Tatami (畳具足), or tatami gusoku (from 畳む tatamu, "to fold", and gusoku, "full suit of armour"), was a type of lightweight portable folding Japanese armour worn during the feudal era of Japan by the samurai class and their foot soldiers (ashigaru). The Tatami dō (a foldable cuirass) or the tatami katabira (an armoured jacket) were the main components of a full suit of tatami armour.

==Structure==
A tatami gusoku (complete suit of folding armor) includes a tatami dō or tatami katabira (jacket) and a tatami kabuto (helmet) chochin kabuto, or tatami zukin (hood) or similar type of head protection along with the other related parts of a full suit of Japanese armour. Collapsible head protection such as hachi gane and other collapsible armor are also tatami armor; a traditional kabuto could also be part of a tatami gusoku.

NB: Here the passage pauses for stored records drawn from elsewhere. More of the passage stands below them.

// MIT License - Copyright (c) 2026 Peter Wright
// arrowhead-bridge library
//
//! # arrowhead-bridge
//!
//! Client for the line-oriented ASCII protocol spoken by Arrowhead alarm
//! panels over TCP (usually through a serial-to-IP adapter).
//!
//! Inbound bytes are split into frames, acknowledged with `OK`, translated
//! into typed messages and reconciled into one consistent [`Snapshot`] of
//! partition status and per-zone open/alarm/bypass flags. Commands (arm,
//! disarm, bypass, outputs, status) are validated and written on the same
//! connection.
//!
//! ## Quick Start
//!
//! ```no_run
//! use arrowhead_bridge::{ArrowheadPanel, PanelConfig, PanelEvent, ZoneKind};
//!
//! #[tokio::main]
//! async fn main() -> anyhow::Result<()> {
//!     let config = PanelConfig::builder()
//!         .host("192.168.0.50")
//!         .port(9000)
//!         .zone(1, "Front door", ZoneKind::Door)
//!         .build();
//!
//!     let panel = ArrowheadPanel::new(config)?;
//!
//!     let mut events = panel.events();
//!     tokio::spawn(async move {
//!         while let Ok(event) = events.recv().await {
//!             if let PanelEvent::SnapshotUpdated(snapshot) = event {
//!                 println!("{:?}", snapshot.arming_state());
//!             }
//!         }
//!     });
//!
//!     let snapshot = panel.refresh().await?;
//!     println!("ready to arm: {}", snapshot.ready_to_arm());
//!     panel.arm_away(1).await?;
//!
//!     tokio::signal::ctrl_c().await?;
//!     panel.disconnect().await?;
//!     Ok(())
//! }
//! ```

pub mod config;
pub mod constants;
pub mod devices;
pub mod error;
pub mod event;
pub mod panel;
pub mod protocol;
pub mod state;
pub mod translate;
pub mod transport;

// Re-exports for convenience
pub use config::{OutputConfig, PanelConfig, PanelConfigBuilder, ReconcilePolicy, ZoneConfig};
pub use devices::{ArmingState, PartitionStatus, SystemCondition, ZoneKind, ZoneStatus, ZoneStatusType};
pub use error::{AlarmError, PanelErrorCode, Result};
pub use event::{EventReceiver, PanelEvent};
pub use panel::ArrowheadPanel;
pub use protocol::{Command, Delimiter};
pub use state::{Reconciler, Snapshot};
pub use translate::{translate, PanelMessage};
pub use transport::probe_mode;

Tatami armour was lightweight, portable, convenient for transportation, and they were manufactured inexpensively for the ashigaru light infantry. Tatami armours were worn by all samurai classes from the highest class to the lowest class. The higher class samurai wore elaborate armour while the lower class samurai and retainers wore simpler versions.

In his book Arms and Armor of the Samurai: The History of Weaponry in Ancient Japan Ian Bottomley shows a karuta tatami do and a karuta tatami kabuto (p. 88), and discusses different types of tatami dō karuta gane dō and kikko gane dō on p. 91. George Cameron Stone shows a kikko tatami armor on p. 606 of his book A glossary of the construction, decoration, and use of arms and armor.

==Types of Tatami armour==

===Karuta tatami armour===
- Karuta are small lacquered square or rectangular iron (sometimes leather) plates usually connected together by chainmail and sewn to a cloth backing.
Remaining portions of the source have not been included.